Vitalie Spinu spinuvit at gmail.com
Sat Dec 22 12:10:51 CET 2012


  >> Ross Boylan <ross at biostat.ucsf.edu>
  >> on Fri, 21 Dec 2012 16:42:30 -0800 wrote:

  > Oh boy, I just realized I was having this problem on a completely different
  > system:
  > ESS 5.11, emacs 23.2.1, Debian GNU/Linux squeeze.
  > It may have been happening on Windows too, but I'm much less sure of that.

  > On 12/21/2012 3:47 PM, Vitalie Spinu wrote:
  >> >> Ross Boylan <ross at biostat.ucsf.edu>
  >> >> on Fri, 21 Dec 2012 15:32:11 -0800 wrote:
  >> 
  >> > While debugging an R function I noticed that the main *R* window did not show
  >> > any output after an error occurred, until I hit ^G.  This was true even when the
  >> > output was from the recover() function.  ESS may not have shown the output of a
  >> > regular, but slow, function either, even if there was no error.
  >> 
  >> > Are things supposed to work that way?  Anything I can do about it? I don't
  >> > recall this problem in the past, but that may be because I wasn't using
  >> > long-running functions.
  >> 
  >> This happens because, by default, ESS waits for the output before
  >> printing (we hope to lift this limitation some day).
  > I don't understand the previous sentence.  If there is no output, there is
  > nothing to print.  And my problem is that there is output (e.g., a
  > traceback)--at least in the sense that R has finished its part and wants to send
  > output--but it is not printed.  Instead, emacs is unresponsive (i.e., I can't
  > even switch to other buffers) until I hit ctl-g, at which point the output
  > appears.

That is a bug probably. If R finished his part, ESS should print output
either way. 

  > 
  >> 
  >> If your problem is in the console, then you have to set
  >> comint-process-echoes to nil in ess hook.
  > By console, do you mean the *R* buffer?  That is where the output fails to
  > appear.  On the other hand, since everything locks up, it's not just in the
  > console.

  > Hmm.. comint-process-echoes is t in that buffer.  Now I'm kind of surprised I
  > see anything.  Why does hitting ctl-g make a difference?

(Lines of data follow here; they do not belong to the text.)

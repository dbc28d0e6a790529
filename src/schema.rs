/// Static description of the evaluation grid: three dimensions, fifteen
/// criteria, and the synthetic tags derived from assessment values.
use crate::types::{CriterionEntry, ProjectDoc};

/// Evaluation dimension.
#[derive(Debug, Clone, Copy, PartialEq, Eq, Hash)]
pub enum Dimension {
    Adaptability,
    Controllability,
    Usability,
}

impl Dimension {
    /// Document order (matches the block order in the YAML documents).
    pub const ALL: [Dimension; 3] = [
        Dimension::Adaptability,
        Dimension::Controllability,
        Dimension::Usability,
    ];

    /// Column group order in the rendered table.
    pub const DISPLAY_ORDER: [Dimension; 3] = [
        Dimension::Adaptability,
        Dimension::Usability,
        Dimension::Controllability,
    ];

    /// Lowercase key used in markup hooks and score column names.
    pub fn key(self) -> &'static str {
        match self {
            Dimension::Adaptability => "adaptability",
            Dimension::Controllability => "controllability",
            Dimension::Usability => "usability",
        }
    }

    /// Header title in the rendered table.
    pub fn title(self) -> &'static str {
        match self {
            Dimension::Adaptability => "Adaptability",
            Dimension::Controllability => "Controllability",
            Dimension::Usability => "Usability",
        }
    }

    /// Criterion descriptors for this dimension, in document order.
    pub fn criteria(self) -> &'static [CriterionDef] {
        match self {
            Dimension::Adaptability => &CRITERIA[0..5],
            Dimension::Controllability => &CRITERIA[5..9],
            Dimension::Usability => &CRITERIA[9..15],
        }
    }
}

/// Typed read accessor into a document for one criterion.
pub type CriterionGet = fn(&ProjectDoc) -> &CriterionEntry;
/// Typed write accessor into a document for one criterion.
pub type CriterionGetMut = fn(&mut ProjectDoc) -> &mut CriterionEntry;

/// One criterion of the evaluation grid.
pub struct CriterionDef {
    pub dimension: Dimension,
    /// Field name within the dimension block of a document.
    pub key: &'static str,
    /// Column header in the rendered table, with an embedded line break.
    pub label: &'static str,
    /// Short identifier used in markup hooks and qualified tags.
    pub short_id: &'static str,
    /// Column prefix in the tabular export, e.g. `[A][1]`.
    pub csv_prefix: &'static str,
    /// Column title following the prefix in the tabular export.
    pub csv_title: &'static str,
    /// Whether the canonical template carries a `tags` key for this criterion.
    pub has_tags: bool,
    pub get: CriterionGet,
    pub get_mut: CriterionGetMut,
}

/// The full evaluation grid, dimension blocks in document order.
pub static CRITERIA: [CriterionDef; 15] = [
    CriterionDef {
        dimension: Dimension::Adaptability,
        key: "hardware_requirements",
        label: "Hardware<br/>Requirements",
        short_id: "hardware",
        csv_prefix: "[A][1]",
        csv_title: "Hardware Requirements",
        has_tags: false,
        get: |doc| &doc.adaptability.hardware_requirements,
        get_mut: |doc| &mut doc.adaptability.hardware_requirements,
    },
    CriterionDef {
        dimension: Dimension::Adaptability,
        key: "dataset_size",
        label: "Dataset<br/>Size",
        short_id: "dataset",
        csv_prefix: "[A][2]",
        csv_title: "Dataset Size",
        has_tags: false,
        get: |doc| &doc.adaptability.dataset_size,
        get_mut: |doc| &mut doc.adaptability.dataset_size,
    },
    CriterionDef {
        dimension: Dimension::Adaptability,
        key: "adaptation_pathways",
        label: "Adaptation<br/>Pathways",
        short_id: "adaptation",
        csv_prefix: "[A][3]",
        csv_title: "Adaptation Pathways",
        has_tags: true,
        get: |doc| &doc.adaptability.adaptation_pathways,
        get_mut: |doc| &mut doc.adaptability.adaptation_pathways,
    },
    CriterionDef {
        dimension: Dimension::Adaptability,
        key: "technical_barriers",
        label: "Technical<br/>Barriers",
        short_id: "technical",
        csv_prefix: "[A][4]",
        csv_title: "Technical Barriers",
        has_tags: true,
        get: |doc| &doc.adaptability.technical_barriers,
        get_mut: |doc| &mut doc.adaptability.technical_barriers,
    },
    CriterionDef {
        dimension: Dimension::Adaptability,
        key: "model_redistribution",
        label: "Model<br/>Redistribution",
        short_id: "redistribution",
        csv_prefix: "[A][5]",
        csv_title: "Model Redistribution",
        has_tags: false,
        get: |doc| &doc.adaptability.model_redistribution,
        get_mut: |doc| &mut doc.adaptability.model_redistribution,
    },
    CriterionDef {
        dimension: Dimension::Controllability,
        key: "conditioning_inputs",
        label: "Conditioning<br/>Inputs",
        short_id: "conditioning",
        csv_prefix: "[C][1]",
        csv_title: "Conditioning Inputs",
        has_tags: true,
        get: |doc| &doc.controllability.conditioning_inputs,
        get_mut: |doc| &mut doc.controllability.conditioning_inputs,
    },
    CriterionDef {
        dimension: Dimension::Controllability,
        key: "time_varying_control",
        label: "Time-Varying<br/>Control",
        short_id: "timevarying",
        csv_prefix: "[C][2]",
        csv_title: "Time-Varying Control",
        has_tags: false,
        get: |doc| &doc.controllability.time_varying_control,
        get_mut: |doc| &mut doc.controllability.time_varying_control,
    },
    CriterionDef {
        dimension: Dimension::Controllability,
        key: "feature_disentanglement",
        label: "Feature<br/>Disentanglement",
        short_id: "disentanglement",
        csv_prefix: "[C][3]",
        csv_title: "Feature Disentanglement",
        has_tags: true,
        get: |doc| &doc.controllability.feature_disentanglement,
        get_mut: |doc| &mut doc.controllability.feature_disentanglement,
    },
    CriterionDef {
        dimension: Dimension::Controllability,
        key: "control_parameters",
        label: "Control<br/>Parameters",
        short_id: "parameters",
        csv_prefix: "[C][4]",
        csv_title: "Control Parameters",
        has_tags: true,
        get: |doc| &doc.controllability.control_parameters,
        get_mut: |doc| &mut doc.controllability.control_parameters,
    },
    CriterionDef {
        dimension: Dimension::Usability,
        key: "interface_availability",
        label: "Interface<br/>Availability",
        short_id: "interface",
        csv_prefix: "[U][1]",
        csv_title: "Interface Availability",
        has_tags: true,
        get: |doc| &doc.usability.interface_availability,
        get_mut: |doc| &mut doc.usability.interface_availability,
    },
    CriterionDef {
        dimension: Dimension::Usability,
        key: "access_restrictions",
        label: "Access<br/>Restrictions",
        short_id: "access",
        csv_prefix: "[U][2]",
        csv_title: "Access Restrictions",
        has_tags: false,
        get: |doc| &doc.usability.access_restrictions,
        get_mut: |doc| &mut doc.usability.access_restrictions,
    },
    CriterionDef {
        dimension: Dimension::Usability,
        key: "realtime_capabilities",
        label: "Real-time<br/>Capabilities",
        short_id: "realtime",
        csv_prefix: "[U][3]",
        csv_title: "Real-time Capabilities",
        has_tags: false,
        get: |doc| &doc.usability.realtime_capabilities,
        get_mut: |doc| &mut doc.usability.realtime_capabilities,
    },
    CriterionDef {
        dimension: Dimension::Usability,
        key: "workflow_integration",
        label: "Workflow<br/>Integration",
        short_id: "workflow",
        csv_prefix: "[U][4]",
        csv_title: "Workflow Integration",
        has_tags: true,
        get: |doc| &doc.usability.workflow_integration,
        get_mut: |doc| &mut doc.usability.workflow_integration,
    },
    CriterionDef {
        dimension: Dimension::Usability,
        key: "output_licensing",
        label: "Output<br/>Licensing",
        short_id: "licensing",
        csv_prefix: "[U][5]",
        csv_title: "Output Licensing",
        has_tags: false,
        get: |doc| &doc.usability.output_licensing,
        get_mut: |doc| &mut doc.usability.output_licensing,
    },
    CriterionDef {
        dimension: Dimension::Usability,
        key: "community_support",
        label: "Community<br/>Support",
        short_id: "community",
        csv_prefix: "[U][6]",
        csv_title: "Community Support",
        has_tags: true,
        get: |doc| &doc.usability.community_support,
        get_mut: |doc| &mut doc.usability.community_support,
    },
];

/// Criteria in table display order.
pub fn display_criteria() -> impl Iterator<Item = &'static CriterionDef> {
    Dimension::DISPLAY_ORDER
        .iter()
        .flat_map(|dimension| dimension.criteria().iter())
}

/// Tags applied automatically from a criterion's assessment value.
pub struct SyntheticTags {
    /// Criterion key this rule attaches to.
    pub criterion: &'static str,
    pub high: &'static [&'static str],
    pub partial: &'static [&'static str],
    pub low: &'static [&'static str],
}

impl SyntheticTags {
    /// Tags implied by an assessment value.
    pub fn for_value(&self, value: &str) -> &'static [&'static str] {
        match value {
            "high" => self.high,
            "partial" => self.partial,
            "low" => self.low,
            _ => &[],
        }
    }

    /// Every tag this rule can produce, across all value levels.
    pub fn all(&self) -> impl Iterator<Item = &'static str> + '_ {
        self.high.iter().chain(self.partial).chain(self.low).copied()
    }
}

/// Fixed synthetic tag table. Every configured tag is registered into the
/// pooled vocabulary on each build regardless of the current data, keeping
/// the filter UI stable across builds.
pub static SYNTHETIC_TAGS: [SyntheticTags; 3] = [
    SyntheticTags {
        criterion: "hardware_requirements",
        high: &["CPU"],
        partial: &[],
        low: &[],
    },
    SyntheticTags {
        criterion: "dataset_size",
        high: &["small dataset"],
        partial: &[],
        low: &[],
    },
    SyntheticTags {
        criterion: "realtime_capabilities",
        high: &["real-time"],
        partial: &[],
        low: &[],
    },
];

/// Synthetic tag rule for a criterion, if one is configured.
pub fn synthetic_tags(criterion_key: &str) -> Option<&'static SyntheticTags> {
    SYNTHETIC_TAGS
        .iter()
        .find(|rule| rule.criterion == criterion_key)
}
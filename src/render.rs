/// Markup generation for the evaluation table and the applications section
use crate::collate::Collation;
use crate::schema::{self, Dimension};
use crate::score::ScoredRecord;
use crate::types::Rating;

/// Render the full table fragment: grouped two-row header, one body row
/// per project in the order given. Values are interpolated verbatim; the
/// documents are curated content, not untrusted input.
pub fn render_table(records: &[ScoredRecord], collation: &Collation) -> String {
    let mut html = String::new();

    html.push_str("<table id=\"eval-table\">\n");
    html.push_str("<thead>\n");
    html.push_str("<tr class=\"main-header\">");
    html.push_str(
        "<th class=\"sortable\" data-sort=\"name\" data-type=\"text\">Model <span class=\"sort-arrow\">▴▾</span></th>",
    );

    // Dimension group headers, each with its fixed-threshold filter toggle
    for dimension in Dimension::DISPLAY_ORDER {
        html.push_str(&format!(
            "<th colspan=\"{}\" class=\"sortable\" data-sort=\"{}\" data-type=\"number\">",
            dimension.criteria().len(),
            dimension.key()
        ));
        html.push_str("<div class=\"dimension-header-cell\">");
        html.push_str(&format!(
            "<span class=\"dimension-name\">{} <span class=\"sort-arrow\">▴▾</span></span>",
            dimension.title()
        ));
        html.push_str(&format!(
            "<div class=\"dimension-filter-tag\" data-filter=\"{}\" data-threshold=\"60\">≥60%</div>",
            dimension.key()
        ));
        html.push_str("</div></th>");
    }
    html.push_str("</tr>\n");

    // Criterion headers with the pooled tag filters
    html.push_str("<tr class=\"second-header\">");
    html.push_str("<th></th>");
    for criterion in schema::display_criteria() {
        html.push_str("<th><div class=\"criterion-header-wrapper\">");
        html.push_str(&format!("<span>{}</span>", criterion.label));

        let tags = collation.display_tags(criterion);
        if !tags.is_empty() {
            html.push_str(&format!(
                "<div class=\"criterion-tags\" data-criterion=\"{}\">",
                criterion.short_id
            ));
            for tag in tags {
                html.push_str(&format!(
                    "<span class=\"criterion-tag\" data-tag=\"{tag}\" data-criterion=\"{}\">{tag}</span>",
                    criterion.short_id
                ));
            }
            // visibility and the overflow count are handled client-side
            html.push_str(&format!(
                "<span class=\"expand-tags-btn\" data-criterion=\"{}\">+0</span>",
                criterion.short_id
            ));
            html.push_str("</div>");
        }

        html.push_str("</div></th>");
    }
    html.push_str("</tr>\n");
    html.push_str("</thead>\n");
    html.push_str("<tbody>\n");

    for (scored, row) in records.iter().zip(&collation.rows) {
        let doc = &scored.record.doc;
        let meta = &doc.project;
        let scores = &scored.scores;

        html.push_str(&format!(
            "<tr class=\"row-a\" data-name=\"{}\" data-affiliation=\"{}\" data-adaptability=\"{}\" data-usability=\"{}\" data-controllability=\"{}\" data-overall=\"{}\" data-tags=\"{}\" data-applications=\"{}\">",
            meta.name,
            meta.affiliation,
            scores.adaptability,
            scores.usability,
            scores.controllability,
            scores.overall,
            row.tags.join(","),
            row.applications.join(",")
        ));

        html.push_str("<td class=\"name-cell\">");
        if meta.link.is_empty() {
            html.push_str(&format!("<div class=\"model-name\">{}</div>", meta.name));
        } else {
            html.push_str(&format!(
                "<div class=\"model-name\"><a href=\"{}\" target=\"_blank\">{}</a></div>",
                meta.link, meta.name
            ));
        }
        if !meta.affiliation.is_empty() {
            html.push_str(&format!(
                "<div class=\"affiliation\">{}</div>",
                meta.affiliation
            ));
        }
        html.push_str("</td>");

        for criterion in schema::display_criteria() {
            let entry = (criterion.get)(doc);
            let rating = Rating::of(&entry.value);
            html.push_str(&format!(
                "<td class=\"{} data-cell\" title=\"{}\">{}</td>",
                rating.css_class(),
                entry.notes,
                rating.symbol()
            ));
        }

        html.push_str("</tr>\n");
    }

    html.push_str("</tbody>\n");
    html.push_str("</table>\n");
    html
}

/// Render the pooled applications section shown above the table.
pub fn render_applications(collation: &Collation) -> String {
    let mut html = String::new();
    html.push_str("<div class=\"applications-section\">\n");
    html.push_str("<h3 class=\"applications-title\">Musical Applications</h3>\n");
    html.push_str("<div class=\"applications-tags-container\">\n");
    for app in &collation.applications {
        html.push_str(&format!(
            "<span class=\"application-tag\" data-application=\"{app}\">{app}</span>\n"
        ));
    }
    html.push_str("</div>\n");
    html.push_str("</div>\n");
    html
}

#[cfg(test)]
#[path = "render_tests.rs"]
mod tests;
use clap::{Parser, Subcommand};
use colored::Colorize;
use std::path::PathBuf;
use tracing::info;
use tracing_subscriber::{layer::SubscriberExt, util::SubscriberInitExt};

use partitura::collate;
use partitura::config::PartituraConfig;
use partitura::importer;
use partitura::loader;
use partitura::publish;
use partitura::render;
use partitura::score;

#[derive(Parser)]
#[command(name = "partitura")]
#[command(version, about = "Builds the evaluation table for generative music AI projects", long_about = None)]
struct Cli {
    #[command(subcommand)]
    command: Commands,

    /// Configuration file (defaults to ./partitura.toml when present)
    #[arg(short, long, global = true)]
    config: Option<PathBuf>,

    /// Enable verbose output
    #[arg(short, long, global = true)]
    verbose: bool,

    /// Enable debug output
    #[arg(short, long, global = true)]
    debug: bool,
}

#[derive(Subcommand)]
enum Commands {
    /// Build the evaluation table page and CSV snapshot
    Report,

    /// Generate project documents from a tabular evaluation export
    Import {
        /// Export to read (overrides the configured path)
        csv: Option<PathBuf>,
    },
}

fn main() -> anyhow::Result<()> {
    let cli = Cli::parse();

    // Initialize tracing
    let filter_layer = if cli.debug {
        tracing_subscriber::EnvFilter::new("debug")
    } else if cli.verbose {
        tracing_subscriber::EnvFilter::new("info")
    } else {
        tracing_subscriber::EnvFilter::new("warn")
    };

    tracing_subscriber::registry()
        .with(filter_layer)
        .with(tracing_subscriber::fmt::layer())
        .init();

    info!("Partitura v{}", env!("CARGO_PKG_VERSION"));

    let config = PartituraConfig::load_or_default(cli.config.as_deref())?;

    match cli.command {
        Commands::Report => {
            info!("Building the evaluation table");
            cmd_report(&config)?;
        }
        Commands::Import { csv } => {
            info!("Importing evaluations");
            cmd_import(&config, csv)?;
        }
    }

    Ok(())
}

fn cmd_report(config: &PartituraConfig) -> anyhow::Result<()> {
    println!("{}", "📊 Building evaluation table...".bright_cyan().bold());
    println!();

    let records = loader::load_records(&config.reporter.projects_dir)?;
    let ranked = score::rank(records);
    let collation = collate::collate(&ranked);

    let table = render::render_table(&ranked, &collation);
    let applications = render::render_applications(&collation);
    publish::publish(&config.reporter, &ranked, &table, &applications)?;

    println!("{}", "✓ Table generated successfully!".bright_green().bold());
    println!();
    println!("{}: {:?}", "Output file".bold(), config.reporter.output_html);
    println!("{}: {:?}", "Snapshot".bold(), config.reporter.output_csv);
    println!();

    Ok(())
}

fn cmd_import(config: &PartituraConfig, csv: Option<PathBuf>) -> anyhow::Result<()> {
    println!("{}", "📥 Importing evaluations...".bright_cyan().bold());
    println!();

    let mut importer_config = config.importer.clone();
    if let Some(csv) = csv {
        importer_config.csv_path = csv;
    }

    let written = importer::run_import(&importer_config)?;

    println!();
    println!(
        "{}",
        format!("✓ Imported {} projects", written.len())
            .bright_green()
            .bold()
    );
    println!("{}: {:?}", "Documents".bold(), importer_config.output_dir);
    println!();

    Ok(())
}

Because emacs wiats for a subprocess to finish, and because emacs (as
yet) is not multithreaded you have to wait. C-g unlocks the waiting
loop.

  > I set comint-process-echoes to nil (in the *R* buffer, though not the one from
  > which I sent the command, for which it was already nil), but it didn't change
  > the behavior.

This works with a recent version of ESS, there has been quite some work
done on these issues recently. Please upgrade.